Meditation und Psychiatrie: Über die Verseelung und Vergeistigung der Meditation
In: Paragrana: internationale Zeitschrift für historische Anthropologie, Band 22, Heft 2, S. 115-129
ISSN: 2196-6885
Die Anwendung meditativer Praktiken bei schweren psychischen Erkrankungen wird in der Psychiatrie skeptisch betrachtet. Der vorliegende Text wirft die Frage auf, ob dies berechtigt ist.

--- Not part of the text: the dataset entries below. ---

//! The shipped report content: literal chart datasets and page copy.
//!
//! Every dataset here is constructed once, inline, and never mutated or
//! fetched; the page renders exactly what ships.

use serde::{Deserialize, Serialize};

use crate::api::{
    ChartStyleSheet, build_grouped_bar_frame, build_involvement_frame, build_radar_frame,
    build_timeline_frame, palette,
};
use crate::core::{BarPoint, RadarPoint, StakeholderPoint, TimelinePoint, Viewport};
use crate::error::ChartResult;
use crate::page::{NavLink, ReportPage};
use crate::render::{RenderFrame, TextHAlign, TextPrimitive};
use crate::section::{SectionBody, SectionFrame};

/// Remote logo mark, treated as an opaque external resource: never fetched,
/// validated or cached by the engine.
pub const LOGO_URL: &str =
    "https://pr-gallery029.netlify.app/Stock_images/logo_lamuka_242.png";

const RADAR_FULL_MARK: f64 = 5.0;

/// Diagnosis radar: maturity per organizational weakness axis, on a 0–5
/// scale.
#[must_use]
pub fn diagnosis_radar_data() -> Vec<RadarPoint> {
    vec![
        RadarPoint::new("Finance", 1.0, RADAR_FULL_MARK),
        RadarPoint::new("Vie Assoc.", 2.0, RADAR_FULL_MARK),
        RadarPoint::new("Planification", 1.0, RADAR_FULL_MARK),
        RadarPoint::new("Projets", 2.0, RADAR_FULL_MARK),
        RadarPoint::new("Visibilité", 0.0, RADAR_FULL_MARK),
        RadarPoint::new("Stabilité", 3.0, RADAR_FULL_MARK),
    ]
}

/// Objectives: current situation versus improvement target, in narrative
/// priority order.
#[must_use]
pub fn objectives_bar_data() -> Vec<BarPoint> {
    vec![
        BarPoint::new("Vie Assoc", 20.0, 90.0),
        BarPoint::new("Chrono.", 10.0, 100.0),
        BarPoint::new("Compétences", 25.0, 85.0),
        BarPoint::new("Staff RH", 10.0, 100.0),
        BarPoint::new("Visibilité", 5.0, 95.0),
    ]
}

/// Stakeholder involvement weights, most involved first.
#[must_use]
pub fn stakeholder_data() -> Vec<StakeholderPoint> {
    vec![
        StakeholderPoint::new("Service RH", 5.0, palette::BLUE_900),
        StakeholderPoint::new("Membres", 3.0, palette::ORANGE_500),
        StakeholderPoint::new("Experts Ext.", 2.0, palette::SLATE_500),
        StakeholderPoint::new("Resp. Comm", 2.0, palette::PURPLE_600),
        StakeholderPoint::new("PDG", 1.0, palette::CYAN_500),
    ]
}

/// Action-plan horizons weighted by action count.
#[must_use]
pub fn timeline_data() -> Vec<TimelinePoint> {
    vec![
        TimelinePoint::new("Court Terme (1-2 Mois)", 4.0, palette::ORANGE_500),
        TimelinePoint::new("Moyen Terme (6 Mois)", 1.0, palette::CYAN_500),
        TimelinePoint::new("Long Terme (12 Mois)", 2.0, palette::BLUE_900),
    ]
}

/// Fixed in-page navigation links, in bar order.
#[must_use]
pub fn nav_links() -> Vec<NavLink> {
    vec![
        NavLink::new("context", "Philosophie"),
        NavLink::new("diagnosis", "Diagnostic"),
        NavLink::new("objectives", "Objectifs"),
        NavLink::new("action-plan", "Plan d'Action"),
    ]
}

/// Hero header copy.
#[derive(Debug, Clone, PartialEq, Eq, Serialize, Deserialize)]
pub struct HeroCopy {
    pub badge: String,
    pub title: String,
    pub title_highlight: String,
    pub tagline: String,
    pub quote: String,
}

#[must_use]
pub fn hero_copy() -> HeroCopy {
    HeroCopy {
        badge: "Rapport Stratégique & Plan d'Action".to_owned(),
        title: "Collectif".to_owned(),
        title_highlight: "LAMUKA".to_owned(),
        tagline: "Formation Atelier Vision • 26 Novembre 2025".to_owned(),
        quote: "\"L'absence de financement est une conséquence, pas une cause. \
                L'amélioration interne est la clé.\""
            .to_owned(),
    }
}

/// One card of the change-philosophy triptych.
#[derive(Debug, Clone, PartialEq, Eq, Serialize, Deserialize)]
pub struct PhilosophyCard {
    pub step: String,
    pub title: String,
    pub description: String,
}

#[must_use]
pub fn philosophy_cards() -> Vec<PhilosophyCard> {
    vec![
        PhilosophyCard {
            step: "01".to_owned(),
            title: "Consultation".to_owned(),
            description: "Identifier les 'douleurs' de l'organisation. Comprendre que les \
                          pratiques actuelles bloquent l'accès aux partenaires."
                .to_owned(),
        },
        PhilosophyCard {
            step: "02".to_owned(),
            title: "Diagnostic".to_owned(),
            description: "Analyser les causes profondes. Le manque de financement est un \
                          symptôme d'un manque de gestion et d'activités."
                .to_owned(),
        },
        PhilosophyCard {
            step: "03".to_owned(),
            title: "Prescription".to_owned(),
            description: "Un plan d'action strict et planifiable. Une discipline rigoureuse \
                          pour garantir la 'guérison' (le succès)."
                .to_owned(),
        },
    ]
}

/// One entry of the fragility-zones list beside the diagnosis radar.
#[derive(Debug, Clone, PartialEq, Eq, Serialize, Deserialize)]
pub struct FragilityItem {
    pub title: String,
    pub description: String,
}

#[must_use]
pub fn fragility_items() -> Vec<FragilityItem> {
    vec![
        FragilityItem {
            title: "Gestion Financière".to_owned(),
            description: "Absence de gestionnaire qualifié et méconnaissance budgétaire."
                .to_owned(),
        },
        FragilityItem {
            title: "Opérationnel".to_owned(),
            description: "Membres instables ('épargés') et absence de chronogramme annuel."
                .to_owned(),
        },
        FragilityItem {
            title: "Ancrage & Visibilité".to_owned(),
            description: "Invisible sur le terrain et sur le web (Pas de Google Maps, pas de \
                          site)."
                .to_owned(),
        },
    ]
}

/// Tag strip under the objectives chart, one tag per category.
#[must_use]
pub fn objective_tags() -> Vec<String> {
    vec![
        "Vie Associative".to_owned(),
        "Chronogramme".to_owned(),
        "Compétences".to_owned(),
        "Staff RH".to_owned(),
        "Visibilité".to_owned(),
    ]
}

/// Footer copy.
#[derive(Debug, Clone, PartialEq, Eq, Serialize, Deserialize)]
pub struct FooterCopy {
    pub tagline: String,
    pub credit: String,
}

#[must_use]
pub fn footer_copy() -> FooterCopy {
    FooterCopy {
        tagline: "Projet SIÈGE • Collectif LAMUKA.".to_owned(),
        credit: "Designed by POWERFUL REACH © 2025".to_owned(),
    }
}

/// One milestone of the operational roadmap strip.
#[derive(Debug, Clone, PartialEq, Eq, Serialize, Deserialize)]
pub struct RoadmapMilestone {
    pub horizon: String,
    pub title: String,
    pub subtitle: String,
    pub description: String,
}

#[must_use]
pub fn roadmap_milestones() -> Vec<RoadmapMilestone> {
    vec![
        RoadmapMilestone {
            horizon: "1 Mois".to_owned(),
            title: "Restructuration Immédiate".to_owned(),
            subtitle: "Priorité Absolue".to_owned(),
            description: "Élaboration fiches de poste, Désignation staff qualifié, \
                          Référencement Google Map."
                .to_owned(),
        },
        RoadmapMilestone {
            horizon: "2 Mois".to_owned(),
            title: "Visibilité Physique".to_owned(),
            subtitle: "Ancrage Local".to_owned(),
            description: "Conception et installation de la maquette pancarte. \
                          Matérialiser l'existence."
                .to_owned(),
        },
        RoadmapMilestone {
            horizon: "6 Mois".to_owned(),
            title: "Culture Associative".to_owned(),
            subtitle: "Formation".to_owned(),
            description: "Session de formation intensive sur la vie associative pour tous \
                          les membres."
                .to_owned(),
        },
        RoadmapMilestone {
            horizon: "1 An".to_owned(),
            title: "Expertise & Digital".to_owned(),
            subtitle: "Long Terme".to_owned(),
            description: "Formation rédaction projets, mise en place Suivi-Évaluation & \
                          Site Web."
                .to_owned(),
        },
    ]
}

/// Section body rendering the diagnosis radar.
#[derive(Debug, Clone)]
pub struct DiagnosisRadarBody {
    points: Vec<RadarPoint>,
    styles: ChartStyleSheet,
}

impl SectionBody for DiagnosisRadarBody {
    fn render(&self, viewport: Viewport) -> ChartResult<RenderFrame> {
        Ok(build_radar_frame(&self.points, viewport, &self.styles.radar)?.frame)
    }
}

/// Section body rendering the objectives grouped bars.
#[derive(Debug, Clone)]
pub struct ObjectivesBody {
    points: Vec<BarPoint>,
    styles: ChartStyleSheet,
}

impl SectionBody for ObjectivesBody {
    fn render(&self, viewport: Viewport) -> ChartResult<RenderFrame> {
        Ok(build_grouped_bar_frame(&self.points, viewport, &self.styles.bars)?.frame)
    }
}

/// Section body composing the stakeholder and timeline charts side by side.
#[derive(Debug, Clone)]
pub struct ActionPlanBody {
    stakeholders: Vec<StakeholderPoint>,
    timeline: Vec<TimelinePoint>,
    styles: ChartStyleSheet,
}

impl SectionBody for ActionPlanBody {
    fn render(&self, viewport: Viewport) -> ChartResult<RenderFrame> {
        let half = Viewport::new((viewport.width / 2).max(1), viewport.height);

        let left = build_involvement_frame(&self.stakeholders, half, &self.styles.involvement)?;
        let mut right = build_timeline_frame(&self.timeline, half, &self.styles.timeline)?.frame;
        right.translate(f64::from(half.width), 0.0);

        let mut frame = RenderFrame::new(viewport);
        frame.extend_from(left.frame);
        frame.extend_from(right);
        frame.validate()?;
        Ok(frame)
    }
}

/// Section body for the philosophy cards; static text, no chart.
#[derive(Debug, Clone)]
pub struct PhilosophyBody {
    cards: Vec<PhilosophyCard>,
}

impl SectionBody for PhilosophyBody {
    fn render(&self, viewport: Viewport) -> ChartResult<RenderFrame> {
        let mut frame = RenderFrame::new(viewport);
        if self.cards.is_empty() {
            return Ok(frame);
        }

        let card_width = f64::from(viewport.width) / self.cards.len() as f64;
        for (index, card) in self.cards.iter().enumerate() {
            let x = card_width * (index as f64 + 0.5);
            frame.texts.push(TextPrimitive::new(
                card.step.clone(),
                x,
                24.0,
                14.0,
                palette::SLATE_400,
                TextHAlign::Center,
            ));
            frame.texts.push(TextPrimitive::new(
                card.title.clone(),
                x,
                48.0,
                18.0,
                palette::BLUE_900,
                TextHAlign::Center,
            ));
            frame.texts.push(TextPrimitive::new(
                card.description.clone(),
                x,
                80.0,
                12.0,
                palette::SLATE_600,
                TextHAlign::Center,
            ));
        }
        frame.validate()?;
        Ok(frame)
    }
}

/// Assembles the full report page: nav links plus the four anchored
/// sections in narrative order, each with its heading chrome and body.
#[must_use]
pub fn build_report_page() -> ReportPage {
    let styles = ChartStyleSheet::default();

    ReportPage::new()
        .with_links(nav_links())
        .with_section(
            SectionFrame::new(
                "context",
                "Philosophie du Changement",
                palette::BLUE_900,
                Box::new(PhilosophyBody {
                    cards: philosophy_cards(),
                }),
            )
            .with_subtitle(
                "Approche médicale pour résoudre les problèmes structurels du projet SIÈGE.",
            )
            .with_icon("stethoscope"),
        )
        .with_section(
            SectionFrame::new(
                "diagnosis",
                "Diagnostic des Faiblesses",
                palette::ORANGE_500,
                Box::new(DiagnosisRadarBody {
                    points: diagnosis_radar_data(),
                    styles: styles.clone(),
                }),
            )
            .with_subtitle("Analyse radar des axes critiques de défaillance organisationnelle.")
            .with_icon("activity"),
        )
        .with_section(
            SectionFrame::new(
                "objectives",
                "Objectifs & Écarts",
                palette::BLUE_900,
                Box::new(ObjectivesBody {
                    points: objectives_bar_data(),
                    styles: styles.clone(),
                }),
            )
            .with_subtitle(
                "Visualisation du chemin à parcourir entre la situation actuelle et la cible.",
            )
            .with_icon("target"),
        )
        .with_section(
            SectionFrame::new(
                "action-plan",
                "Analyse du Plan d'Action",
                palette::CYAN_500,
                Box::new(ActionPlanBody {
                    stakeholders: stakeholder_data(),
                    timeline: timeline_data(),
                    styles,
                }),
            )
            .with_subtitle("Répartition de la charge de travail et temporalité.")
            .with_icon("clipboard-check"),
        )
}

Er sieht eine Ursache für diese Skepsis in einem zu engen, kognitivistischen Verständnis sowohl von psychiatrischen Erkrankungen als auch von Meditation. Meditation wird oft einseitig als Veränderung des subjektiven Erlebens und als Bewusstseinserweiterung interpretiert. Wenn Meditation dem - gemeinhin akzeptierten - Anspruch gerecht werden soll, eine existenzielle Bereicherung zu sein, ist es sinnvoll, sie auch als Übungsweg zu einem differenzierteren praktisch-sinnlichen Kontakt mit der Umwelt und Mitwelt zu verstehen und zu gestalten. Damit eröffnet sich eine neue Perspektive für die psychotherapeutische Behandlung von Lebensformen, die ein Scheitern dieser Interaktivität und eine reduzierte und verschobene Wirklichkeitserfahrung beinhalten.